▸ **What is required**
Using the records below, locate all lines containing "that" and return them.

================================

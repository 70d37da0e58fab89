use chestdeal_core::GameConfig;
use serde::{Deserialize, Serialize};
use std::path::{Path, PathBuf};

pub const CONFIG_FILE: &str = "config.json";

#[derive(Debug, Clone, Serialize, Deserialize)]
#[serde(default)]
pub struct CliConfig {
    pub data_dir: PathBuf,
    pub verbose: bool,
    pub game: GameConfig,
}

impl Default for CliConfig {
    fn default() -> Self {
        Self {
            data_dir: default_data_dir(),
            verbose: false,
            game: GameConfig::default(),
        }
    }
}

pub fn default_data_dir() -> PathBuf {
    dirs::data_dir()
        .unwrap_or_else(|| PathBuf::from("."))
        .join("chestdeal")
}

impl CliConfig {
    /// Read `config.json` from the data dir, falling back to defaults when absent
    pub async fn load(data_dir: &Path) -> anyhow::Result<Self> {
        let path = data_dir.join(CONFIG_FILE);

        let mut config = if tokio::fs::try_exists(&path).await? {
            let content = tokio::fs::read_to_string(&path).await?;
            serde_json::from_str::<CliConfig>(&content)?
        } else {
            CliConfig::default()
        };

        config.data_dir = data_dir.to_path_buf();
        config.game.validate()?;
        Ok(config)
    }

    pub fn database_path(&self) -> PathBuf {
        self.data_dir.join("chestdeal.db")
    }
}

#[cfg(test)]
mod tests {
    use super::*;
    use tempfile::tempdir;

    #[tokio::test]
    async fn test_defaults_without_file() {
        let temp_dir = tempdir().unwrap();
        let config = CliConfig::load(temp_dir.path()).await.unwrap();

        assert_eq!(config.data_dir, temp_dir.path());
        assert_eq!(config.game, GameConfig::default());
        assert!(!config.verbose);
        assert_eq!(config.database_path(), temp_dir.path().join("chestdeal.db"));
    }

    #[tokio::test]
    async fn test_partial_file_and_validation() {
        let temp_dir = tempdir().unwrap();
        let path = temp_dir.path().join(CONFIG_FILE);

        std::fs::write(&path, r#"{ "verbose": true, "game": { "min_players": 4, "log_depth": 2 } }"#)
            .unwrap();
        let config = CliConfig::load(temp_dir.path()).await.unwrap();
        assert!(config.verbose);
        assert_eq!(config.game.min_players, 4);
        assert_eq!(config.game.log_capacity(4), 7);

        std::fs::write(&path, r#"{ "game": { "min_players": 9, "log_depth": 4 } }"#).unwrap();
        assert!(CliConfig::load(temp_dir.path()).await.is_err());
    }
}
//! Proposal generation for the two give rounds.
//!
//! Players are shuffled once per cycle. Round one pairs each player with its
//! cyclic successor in the shuffled order, round two with the player two
//! seats further on, so for four players nobody faces the same partner twice.
//! With three players round two is round one reversed.

use chestdeal_core::{Player, Proposal};
use rand::Rng;
use serde::{Deserialize, Serialize};

/// Proposals still waiting to be resolved by a scan.
#[derive(Debug, Clone, Default, PartialEq, Eq, Serialize, Deserialize)]
pub struct ProposalPool {
    proposals: Vec<Proposal>,
}

impl ProposalPool {
    pub fn new(proposals: Vec<Proposal>) -> Self {
        Self { proposals }
    }

    /// Remove and return the proposal made by the player holding `code`.
    /// `None` means that player already used theirs, or never had one.
    pub fn take_from(&mut self, code: &str) -> Option<Proposal> {
        let index = self.proposals.iter().position(|p| p.from.code == code)?;
        Some(self.proposals.remove(index))
    }

    pub fn peek_from(&self, code: &str) -> Option<&Proposal> {
        self.proposals.iter().find(|p| p.from.code == code)
    }

    pub fn len(&self) -> usize {
        self.proposals.len()
    }

    pub fn is_empty(&self) -> bool {
        self.proposals.is_empty()
    }

    pub fn iter(&self) -> impl Iterator<Item = &Proposal> {
        self.proposals.iter()
    }
}

/// Both give rounds for one game cycle
#[derive(Debug, Clone, PartialEq, Eq, Serialize, Deserialize)]
pub struct ProposalRounds {
    pub first: ProposalPool,
    pub second: ProposalPool,
}

/// Fisher-Yates: walk down from the last slot, swapping each with a random earlier (or same) slot
pub fn shuffle_players<R: Rng + ?Sized>(players: &[Player], rng: &mut R) -> Vec<Player> {
    let mut shuffled = players.to_vec();
    for i in (1..shuffled.len()).rev() {
        let j = rng.gen_range(0..=i);
        shuffled.swap(i, j);
    }
    shuffled
}

fn round_with_offset(shuffled: &[Player], offset: usize) -> Vec<Proposal> {
    let n = shuffled.len();
    shuffled
        .iter()
        .enumerate()
        .map(|(i, proposer)| Proposal {
            from: proposer.clone(),
            to: shuffled[(i + offset) % n].clone(),
        })
        .collect()
}

pub fn generate_proposals<R: Rng + ?Sized>(players: &[Player], rng: &mut R) -> ProposalRounds {
    let shuffled = shuffle_players(players, rng);

    if shuffled.len() < 4 {
        tracing::warn!(
            "Only {} players: second round mirrors the first",
            shuffled.len()
        );
    }

    let rounds = ProposalRounds {
        first: ProposalPool::new(round_with_offset(&shuffled, 1)),
        second: ProposalPool::new(round_with_offset(&shuffled, 2)),
    };

    for (label, pool) in [("first", &rounds.first), ("second", &rounds.second)] {
        for proposal in pool.iter() {
            tracing::debug!(
                "{} round: {} -> {}",
                label,
                proposal.from.color,
                proposal.to.color
            );
        }
    }

    rounds
}

#[cfg(test)]
mod tests {
    use super::*;
    use chestdeal_core::PlayerColor;
    use rand::rngs::StdRng;
    use rand::SeedableRng;
    use std::collections::HashSet;

    fn roster(n: usize) -> Vec<Player> {
        PlayerColor::ALL
            .iter()
            .take(n)
            .map(|&color| Player::with_code(color, color.as_str().to_lowercase()))
            .collect()
    }

    fn assert_derangement(pool: &ProposalPool, players: &[Player]) {
        assert_eq!(pool.len(), players.len());

        let proposers: HashSet<_> = pool.iter().map(|p| p.from.code.clone()).collect();
        let receivers: HashSet<_> = pool.iter().map(|p| p.to.code.clone()).collect();
        let everyone: HashSet<_> = players.iter().map(|p| p.code.clone()).collect();

        assert_eq!(proposers, everyone);
        assert_eq!(receivers, everyone);
        assert!(pool.iter().all(|p| p.from != p.to));
    }

    #[test]
    fn test_shuffle_is_permutation() {
        let players = roster(4);
        let mut rng = StdRng::seed_from_u64(7);
        let shuffled = shuffle_players(&players, &mut rng);

        let mut sorted = shuffled.clone();
        sorted.sort_by_key(|p| p.color);
        assert_eq!(sorted, players);
    }

    #[test]
    fn test_rounds_are_derangements() {
        for n in 3..=4 {
            let players = roster(n);
            for seed in 0..32 {
                let mut rng = StdRng::seed_from_u64(seed);
                let rounds = generate_proposals(&players, &mut rng);
                assert_derangement(&rounds.first, &players);
                assert_derangement(&rounds.second, &players);
            }
        }
    }

    #[test]
    fn test_second_round_changes_partner_for_four() {
        let players = roster(4);
        for seed in 0..32 {
            let mut rng = StdRng::seed_from_u64(seed);
            let rounds = generate_proposals(&players, &mut rng);

            for first in rounds.first.iter() {
                let second = rounds.second.peek_from(&first.from.code).unwrap();
                assert_ne!(first.to, second.to);
            }
        }
    }

    #[test]
    fn test_three_players_second_round_is_reversed() {
        let players = roster(3);
        let mut rng = StdRng::seed_from_u64(11);
        let rounds = generate_proposals(&players, &mut rng);

        for second in rounds.second.iter() {
            let reverse = rounds.first.peek_from(&second.to.code).unwrap();
            assert_eq!(reverse.to, second.from);
        }
    }

    #[test]
    fn test_same_seed_same_rounds() {
        let players = roster(4);
        let a = generate_proposals(&players, &mut StdRng::seed_from_u64(3));
        let b = generate_proposals(&players, &mut StdRng::seed_from_u64(3));
        assert_eq!(a, b);
    }

    #[test]
    fn test_draining_pool() {
        let players = roster(4);
        let mut rng = StdRng::seed_from_u64(5);
        let mut pool = generate_proposals(&players, &mut rng).first;

        let mut seen = Vec::new();
        for player in &players {
            let proposal = pool.take_from(&player.code).unwrap();
            assert_eq!(proposal.from, *player);
            assert!(!seen.contains(&proposal));
            seen.push(proposal);

            assert!(pool.take_from(&player.code).is_none());
        }

        assert!(pool.is_empty());
        assert!(pool.take_from("anything").is_none());
    }
}
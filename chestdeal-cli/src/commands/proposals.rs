use super::Context;
use chestdeal_core::Proposal;
use chestdeal_game::{generate_proposals, RosterManager};
use comfy_table::{presets::UTF8_FULL, Table};
use rand::rngs::StdRng;
use rand::SeedableRng;

/// Dry run of proposal generation for the current roster
pub async fn show_proposals(ctx: &Context, seed: Option<u64>) -> anyhow::Result<()> {
    let store = ctx.roster_store().await?;
    let roster = RosterManager::load(store, &ctx.config.game).await?;

    if roster.is_empty() {
        println!("No players registered.");
        return Ok(());
    }
    if !roster.can_start() {
        println!(
            "Warning: {} players registered, a game needs at least {}.",
            roster.len(),
            roster.min_players()
        );
    }

    let mut rng = match seed {
        Some(seed) => StdRng::seed_from_u64(seed),
        None => StdRng::from_entropy(),
    };
    let rounds = generate_proposals(roster.players(), &mut rng);

    println!("First proposals:");
    println!("{}", proposal_table(rounds.first.iter()));
    println!("Second proposals:");
    println!("{}", proposal_table(rounds.second.iter()));

    Ok(())
}

fn proposal_table<'a>(proposals: impl Iterator<Item = &'a Proposal>) -> Table {
    let mut table = Table::new();
    table.load_preset(UTF8_FULL);
    table.set_header(vec!["From", "To"]);

    for proposal in proposals {
        table.add_row(vec![proposal.from.color.to_string(), proposal.to.color.to_string()]);
    }

    table
}
//! Scanner capability.
//!
//! The game never decodes anything itself: a [`CodeReader`] resolves one
//! physical scan into the opaque code printed on a player's token.

use crate::error::{CoreError, Result};
use async_trait::async_trait;
use parking_lot::Mutex;
use std::collections::VecDeque;

#[async_trait]
pub trait CodeReader: Send + Sync {
    /// Resolve a single scan. Completes exactly once, with a code or a capture error.
    async fn scan(&self) -> Result<String>;
}

/// Reader that replays a fixed list of outcomes, mostly for tests and demos.
#[derive(Debug, Default)]
pub struct ScriptedReader {
    outcomes: Mutex<VecDeque<std::result::Result<String, String>>>,
}

impl ScriptedReader {
    pub fn new() -> Self {
        Self::default()
    }

    pub fn from_codes<I, S>(codes: I) -> Self
    where
        I: IntoIterator<Item = S>,
        S: Into<String>,
    {
        let reader = Self::new();
        for code in codes {
            reader.push_code(code);
        }
        reader
    }

    pub fn push_code(&self, code: impl Into<String>) {
        self.outcomes.lock().push_back(Ok(code.into()));
    }

    pub fn push_failure(&self, reason: impl Into<String>) {
        self.outcomes.lock().push_back(Err(reason.into()));
    }

    pub fn remaining(&self) -> usize {
        self.outcomes.lock().len()
    }
}

#[async_trait]
impl CodeReader for ScriptedReader {
    async fn scan(&self) -> Result<String> {
        let next = self.outcomes.lock().pop_front();
        match next {
            Some(Ok(code)) => Ok(code),
            Some(Err(reason)) => Err(CoreError::reader(reason)),
            None => Err(CoreError::reader("no scripted scans left")),
        }
    }
}

#[cfg(test)]
mod tests {
    use super::*;

    #[tokio::test]
    async fn test_scripted_reader_replays_in_order() {
        let reader = ScriptedReader::from_codes(["a", "b"]);
        reader.push_failure("lens covered");

        assert_eq!(reader.scan().await.unwrap(), "a");
        assert_eq!(reader.scan().await.unwrap(), "b");
        assert!(matches!(reader.scan().await, Err(CoreError::Reader(_))));
        assert!(reader.scan().await.is_err());
        assert_eq!(reader.remaining(), 0);
    }
}
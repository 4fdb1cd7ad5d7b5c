//! Credential storage across the durable and session scopes

use super::storage::{KeyValueStore, MemoryStore};
use std::fmt;
use std::sync::Arc;

/// Storage key for the access token
pub const ACCESS_KEY: &str = "qs_access";
/// Storage key for the refresh token
pub const REFRESH_KEY: &str = "qs_refresh";
/// Storage key recording which scope credential writes go to
pub const PREFERENCE_KEY: &str = "qs_pref_storage";

const DURABLE_MARKER: &str = "local";
const SESSION_MARKER: &str = "session";

/// Where a credential pair is persisted
#[derive(Debug, Clone, Copy, PartialEq, Eq)]
pub enum Scope {
    /// Survives restarts
    Durable,
    /// Lives for the current session only
    Session,
}

impl Scope {
    /// Scope selected by the "remember me" flag
    pub fn from_remember(remember: bool) -> Self {
        if remember {
            Self::Durable
        } else {
            Self::Session
        }
    }

    fn marker(self) -> &'static str {
        match self {
            Self::Durable => DURABLE_MARKER,
            Self::Session => SESSION_MARKER,
        }
    }

    fn other(self) -> Self {
        match self {
            Self::Durable => Self::Session,
            Self::Session => Self::Durable,
        }
    }
}

/// The caller's proof of identity for the remote API
#[derive(Clone, PartialEq, Eq)]
pub struct Credentials {
    pub access: Option<String>,
    pub refresh: Option<String>,
}

// Tokens stay out of logs
impl fmt::Debug for Credentials {
    fn fmt(&self, f: &mut fmt::Formatter<'_>) -> fmt::Result {
        f.debug_struct("Credentials")
            .field("access", &self.access.as_ref().map(|_| "<redacted>"))
            .field("refresh", &self.refresh.as_ref().map(|_| "<redacted>"))
            .finish()
    }
}

/// Credential pair storage over two scopes
///
/// Reads prefer the durable scope and fall back to the session scope.
/// Writes go to the scope chosen by the caller's `remember` flag, which is
/// recorded so later access-only updates land in the same place.
#[derive(Clone)]
pub struct CredentialStore {
    durable: Arc<dyn KeyValueStore>,
    session: Arc<dyn KeyValueStore>,
}

impl Default for CredentialStore {
    fn default() -> Self {
        Self::in_memory()
    }
}

impl fmt::Debug for CredentialStore {
    fn fmt(&self, f: &mut fmt::Formatter<'_>) -> fmt::Result {
        f.debug_struct("CredentialStore").finish_non_exhaustive()
    }
}

impl CredentialStore {
    pub fn new(durable: Arc<dyn KeyValueStore>, session: Arc<dyn KeyValueStore>) -> Self {
        Self { durable, session }
    }

    /// Store where both scopes are process-local
    pub fn in_memory() -> Self {
        Self::new(Arc::new(MemoryStore::new()), Arc::new(MemoryStore::new()))
    }

    fn scope(&self, scope: Scope) -> &dyn KeyValueStore {
        match scope {
            Scope::Durable => self.durable.as_ref(),
            Scope::Session => self.session.as_ref(),
        }
    }

    fn read(&self, key: &str) -> Option<String> {
        self.durable
            .get(key)
            .or_else(|| self.session.get(key))
            .filter(|value| !value.is_empty())
    }

    pub fn access_token(&self) -> Option<String> {
        self.read(ACCESS_KEY)
    }

    pub fn refresh_token(&self) -> Option<String> {
        self.read(REFRESH_KEY)
    }

    /// Current credential pair
    pub fn load(&self) -> Credentials {
        Credentials {
            access: self.access_token(),
            refresh: self.refresh_token(),
        }
    }

    /// Scope that credential updates should be written to
    ///
    /// The recorded preference wins. Without one, the scope already holding
    /// a refresh token is used, and durable is the default.
    pub fn preferred_scope(&self) -> Scope {
        match self.durable.get(PREFERENCE_KEY).as_deref() {
            Some(SESSION_MARKER) => return Scope::Session,
            Some(DURABLE_MARKER) => return Scope::Durable,
            _ => {}
        }

        if self.durable.get(REFRESH_KEY).is_some() {
            Scope::Durable
        } else if self.session.get(REFRESH_KEY).is_some() {
            Scope::Session
        } else {
            Scope::Durable
        }
    }

    /// Persist credentials into the scope selected by `remember`
    ///
    /// With `refresh` set, the pair replaces whatever either scope held.
    /// Without it only the access token is overwritten and the stored
    /// refresh token stays as it is.
    pub fn save(&self, access: &str, refresh: Option<&str>, remember: bool) {
        let scope = Scope::from_remember(remember);
        let target = self.scope(scope);

        target.set(ACCESS_KEY, access);
        if let Some(refresh) = refresh {
            target.set(REFRESH_KEY, refresh);

            let stale = self.scope(scope.other());
            stale.remove(ACCESS_KEY);
            stale.remove(REFRESH_KEY);
        }
        self.durable.set(PREFERENCE_KEY, scope.marker());

        debug!(scope = ?scope, with_refresh = refresh.is_some(), "Saved credentials");
    }

    /// Remove both tokens from both scopes
    pub fn clear(&self) {
        for store in [self.durable.as_ref(), self.session.as_ref()] {
            store.remove(ACCESS_KEY);
            store.remove(REFRESH_KEY);
        }
    }
}

#[cfg(test)]
mod tests {
    use super::*;
    use crate::client::storage::MockKeyValueStore;
    use mockall::predicate::eq;

    fn stores() -> (Arc<MemoryStore>, Arc<MemoryStore>, CredentialStore) {
        let durable = Arc::new(MemoryStore::new());
        let session = Arc::new(MemoryStore::new());
        let store = CredentialStore::new(durable.clone(), session.clone());
        (durable, session, store)
    }

    #[test]
    fn reads_prefer_durable_scope() {
        let (durable, session, store) = stores();
        session.set(ACCESS_KEY, "S1");
        assert_eq!(store.access_token().as_deref(), Some("S1"));

        durable.set(ACCESS_KEY, "D1");
        assert_eq!(store.access_token().as_deref(), Some("D1"));
    }

    #[test]
    fn empty_tokens_count_as_missing() {
        let (durable, _, store) = stores();
        durable.set(ACCESS_KEY, "");
        assert_eq!(store.access_token(), None);
    }

    #[test]
    fn remember_selects_scope_and_records_preference() {
        let (durable, session, store) = stores();

        store.save("A1", Some("R1"), false);
        assert_eq!(session.get(ACCESS_KEY).as_deref(), Some("A1"));
        assert_eq!(session.get(REFRESH_KEY).as_deref(), Some("R1"));
        assert_eq!(durable.get(ACCESS_KEY), None);
        assert_eq!(store.preferred_scope(), Scope::Session);

        store.save("A2", Some("R2"), true);
        assert_eq!(durable.get(ACCESS_KEY).as_deref(), Some("A2"));
        assert_eq!(store.preferred_scope(), Scope::Durable);
    }

    #[test]
    fn full_pair_replaces_other_scope() {
        let (durable, session, store) = stores();
        store.save("OLD", Some("OLD_R"), true);
        store.save("NEW", Some("NEW_R"), false);

        assert_eq!(durable.get(ACCESS_KEY), None);
        assert_eq!(durable.get(REFRESH_KEY), None);
        assert_eq!(session.get(ACCESS_KEY).as_deref(), Some("NEW"));
        assert_eq!(store.access_token().as_deref(), Some("NEW"));
    }

    #[test]
    fn access_only_update_keeps_refresh_token() {
        let (durable, _, store) = stores();
        store.save("A1", Some("R1"), true);
        store.save("A2", None, true);

        assert_eq!(durable.get(ACCESS_KEY).as_deref(), Some("A2"));
        assert_eq!(durable.get(REFRESH_KEY).as_deref(), Some("R1"));
    }

    #[test]
    fn preference_falls_back_to_scope_holding_refresh() {
        let (durable, session, store) = stores();
        assert_eq!(store.preferred_scope(), Scope::Durable);

        session.set(REFRESH_KEY, "R1");
        assert_eq!(store.preferred_scope(), Scope::Session);

        durable.set(REFRESH_KEY, "R2");
        assert_eq!(store.preferred_scope(), Scope::Durable);

        durable.set(PREFERENCE_KEY, "session");
        assert_eq!(store.preferred_scope(), Scope::Session);
    }

    #[test]
    fn clear_is_idempotent() {
        let (durable, session, store) = stores();
        store.save("A1", Some("R1"), true);
        session.set(ACCESS_KEY, "S1");

        store.clear();
        store.clear();

        assert_eq!(store.load(), Credentials { access: None, refresh: None });
        assert_eq!(durable.get(REFRESH_KEY), None);
        assert_eq!(session.get(ACCESS_KEY), None);
    }

    #[test]
    fn clear_removes_both_keys_from_both_scopes() {
        let mut durable = MockKeyValueStore::new();
        let mut session = MockKeyValueStore::new();
        for mock in [&mut durable, &mut session] {
            mock.expect_remove().with(eq(ACCESS_KEY)).times(1).return_const(());
            mock.expect_remove().with(eq(REFRESH_KEY)).times(1).return_const(());
        }

        CredentialStore::new(Arc::new(durable), Arc::new(session)).clear();
    }

    #[test]
    fn debug_output_redacts_tokens() {
        let creds = Credentials {
            access: Some("secret-access".into()),
            refresh: None,
        };
        let rendered = format!("{creds:?}");
        assert!(!rendered.contains("secret-access"));
        assert!(rendered.contains("<redacted>"));
    }
}
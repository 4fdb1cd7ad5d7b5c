//! Authentication API client methods

use super::{ApiRequest, ClientError, QuicksurfClient};
use crate::types::{LoginRequest, RegisterRequest, RegisterResponse, TokenPair, UserProfile};

impl QuicksurfClient {
    /// Log in and store the issued credentials
    ///
    /// `remember` selects the durable scope; otherwise the credentials live
    /// in the session scope only.
    pub async fn login(
        &self,
        email: &str,
        password: &str,
        remember: bool,
    ) -> Result<TokenPair, ClientError> {
        let request = ApiRequest::post("/users/login/").json(&LoginRequest {
            email: email.trim().to_string(),
            password: password.to_string(),
        })?;

        let tokens: TokenPair = self
            .request_public(request)
            .await?
            .ok_or(ClientError::EmptyResponse("/users/login/"))?;

        self.save_credentials(&tokens.access, Some(&tokens.refresh), remember);
        info!(remember, "Logged in");
        Ok(tokens)
    }

    /// Create an account
    ///
    /// When the backend answers with a token pair the new user is logged in
    /// (durable scope) and the pair is returned.
    pub async fn register(
        &self,
        request: &RegisterRequest,
    ) -> Result<Option<TokenPair>, ClientError> {
        let request = ApiRequest::post("/users/register/").json(request)?;
        let response: RegisterResponse = self.request_public(request).await?.unwrap_or_default();

        match (response.access, response.refresh) {
            (Some(access), Some(refresh)) if !access.is_empty() && !refresh.is_empty() => {
                self.save_credentials(&access, Some(&refresh), true);
                info!("Registered and logged in");
                Ok(Some(TokenPair { access, refresh }))
            }
            _ => {
                info!("Registered, login required");
                Ok(None)
            }
        }
    }

    /// Forget the stored credentials
    pub fn logout(&self) {
        self.clear_credentials();
        info!("Logged out");
    }

    /// Current user (requires authentication)
    pub async fn me(&self) -> Result<UserProfile, ClientError> {
        self.request_json("/users/me/")
            .await?
            .ok_or(ClientError::EmptyResponse("/users/me/"))
    }
}
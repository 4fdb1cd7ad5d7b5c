//! Wallet API client methods

use super::{ClientError, QuicksurfClient};
use crate::types::Wallet;
use serde_json::Value;

impl QuicksurfClient {
    /// Current wallet balance (requires authentication)
    ///
    /// Returns `None` when the account has no wallet yet.
    pub async fn wallet(&self) -> Result<Option<Wallet>, ClientError> {
        let raw: Option<Value> = self.request_json("/wallets/me/").await?;
        Ok(raw.and_then(Wallet::from_value))
    }
}
//! Request descriptions and target resolution

use super::error::ClientError;
use bytes::Bytes;
use reqwest::Method;
use reqwest::header::{HeaderMap, HeaderName, HeaderValue};
use serde::Serialize;
use url::Url;

/// Request body
#[derive(Debug, Clone)]
pub enum RequestBody {
    /// JSON document, serialized once up front
    Json(Bytes),
    /// Pre-encoded text; treated as JSON for content-type purposes
    Text(String),
    /// Opaque payload sent without a default content type
    Binary(Bytes),
}

impl RequestBody {
    /// Serialize a value into a JSON body
    ///
    /// # Errors
    ///
    /// Returns [`ClientError::Serialization`] if the value cannot be encoded
    pub fn json<T: Serialize + ?Sized>(value: &T) -> Result<Self, ClientError> {
        Ok(Self::Json(serde_json::to_vec(value)?.into()))
    }

    pub fn is_binary(&self) -> bool {
        matches!(self, Self::Binary(_))
    }

    pub(crate) fn to_bytes(&self) -> Bytes {
        match self {
            Self::Json(bytes) | Self::Binary(bytes) => bytes.clone(),
            Self::Text(text) => Bytes::from(text.clone()),
        }
    }
}

/// A replayable description of one API call
///
/// Kept as plain data so the client can rebuild the request for the retry
/// after a token refresh.
#[derive(Debug, Clone)]
pub struct ApiRequest {
    pub method: Method,
    pub target: String,
    pub headers: HeaderMap,
    pub body: Option<RequestBody>,
}

impl ApiRequest {
    pub fn new(method: Method, target: impl Into<String>) -> Self {
        Self {
            method,
            target: target.into(),
            headers: HeaderMap::new(),
            body: None,
        }
    }

    pub fn get(target: impl Into<String>) -> Self {
        Self::new(Method::GET, target)
    }

    pub fn post(target: impl Into<String>) -> Self {
        Self::new(Method::POST, target)
    }

    pub fn put(target: impl Into<String>) -> Self {
        Self::new(Method::PUT, target)
    }

    pub fn delete(target: impl Into<String>) -> Self {
        Self::new(Method::DELETE, target)
    }

    /// Add a header, replacing any previous value
    pub fn header(mut self, name: HeaderName, value: HeaderValue) -> Self {
        self.headers.insert(name, value);
        self
    }

    pub fn body(mut self, body: RequestBody) -> Self {
        self.body = Some(body);
        self
    }

    /// Attach a JSON body
    ///
    /// # Errors
    ///
    /// Returns [`ClientError::Serialization`] if the value cannot be encoded
    pub fn json<T: Serialize + ?Sized>(self, value: &T) -> Result<Self, ClientError> {
        Ok(self.body(RequestBody::json(value)?))
    }
}

impl From<&str> for ApiRequest {
    fn from(target: &str) -> Self {
        Self::get(target)
    }
}

impl From<String> for ApiRequest {
    fn from(target: String) -> Self {
        Self::get(target)
    }
}

/// Resolve a request target against the API root
///
/// Absolute http(s) URLs pass through unchanged; anything else is treated
/// as a path below `api_root`.
///
/// # Errors
///
/// Returns [`ClientError::InvalidUrl`] if the result is not a valid URL
pub fn resolve_target(api_root: &str, target: &str) -> Result<Url, ClientError> {
    if is_absolute(target) {
        return Ok(Url::parse(target)?);
    }

    let joined = format!(
        "{}/{}",
        api_root.trim_end_matches('/'),
        target.trim_start_matches('/')
    );
    Ok(Url::parse(&joined)?)
}

fn is_absolute(target: &str) -> bool {
    let lower = target.get(..8).unwrap_or(target).to_ascii_lowercase();
    lower.starts_with("http://") || lower.starts_with("https://")
}

#[cfg(test)]
mod tests {
    use super::*;
    use serde_json::json;

    #[test]
    fn relative_paths_join_onto_root() {
        let root = "https://quicksurf.onrender.com/api";
        assert_eq!(
            resolve_target(root, "/wallets/me/").unwrap().as_str(),
            "https://quicksurf.onrender.com/api/wallets/me/"
        );
        assert_eq!(
            resolve_target(&format!("{root}//"), "users/me/").unwrap().as_str(),
            "https://quicksurf.onrender.com/api/users/me/"
        );
        assert_eq!(
            resolve_target(root, "/services/airtime/?page_size=10")
                .unwrap()
                .as_str(),
            "https://quicksurf.onrender.com/api/services/airtime/?page_size=10"
        );
    }

    #[test]
    fn absolute_urls_pass_through() {
        let url = resolve_target("http://localhost:8000/api", "HTTPS://other.example/x").unwrap();
        assert_eq!(url.as_str(), "https://other.example/x");
    }

    #[test]
    fn json_body_is_encoded_once() {
        let request = ApiRequest::post("/users/login/")
            .json(&json!({"email": "a@b.c"}))
            .unwrap();

        let body = request.body.unwrap();
        assert!(!body.is_binary());
        assert_eq!(&body.to_bytes()[..], br#"{"email":"a@b.c"}"#);
    }

    #[test]
    fn plain_targets_default_to_get() {
        let request = ApiRequest::from("/wallet/");
        assert_eq!(request.method, Method::GET);
        assert!(request.body.is_none());
    }
}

================================

▸ **Answer to this exercise**
    /// `None` means that player already used theirs, or never had one.
/// Reader that replays a fixed list of outcomes, mostly for tests and demos.
    /// Scope that credential updates should be written to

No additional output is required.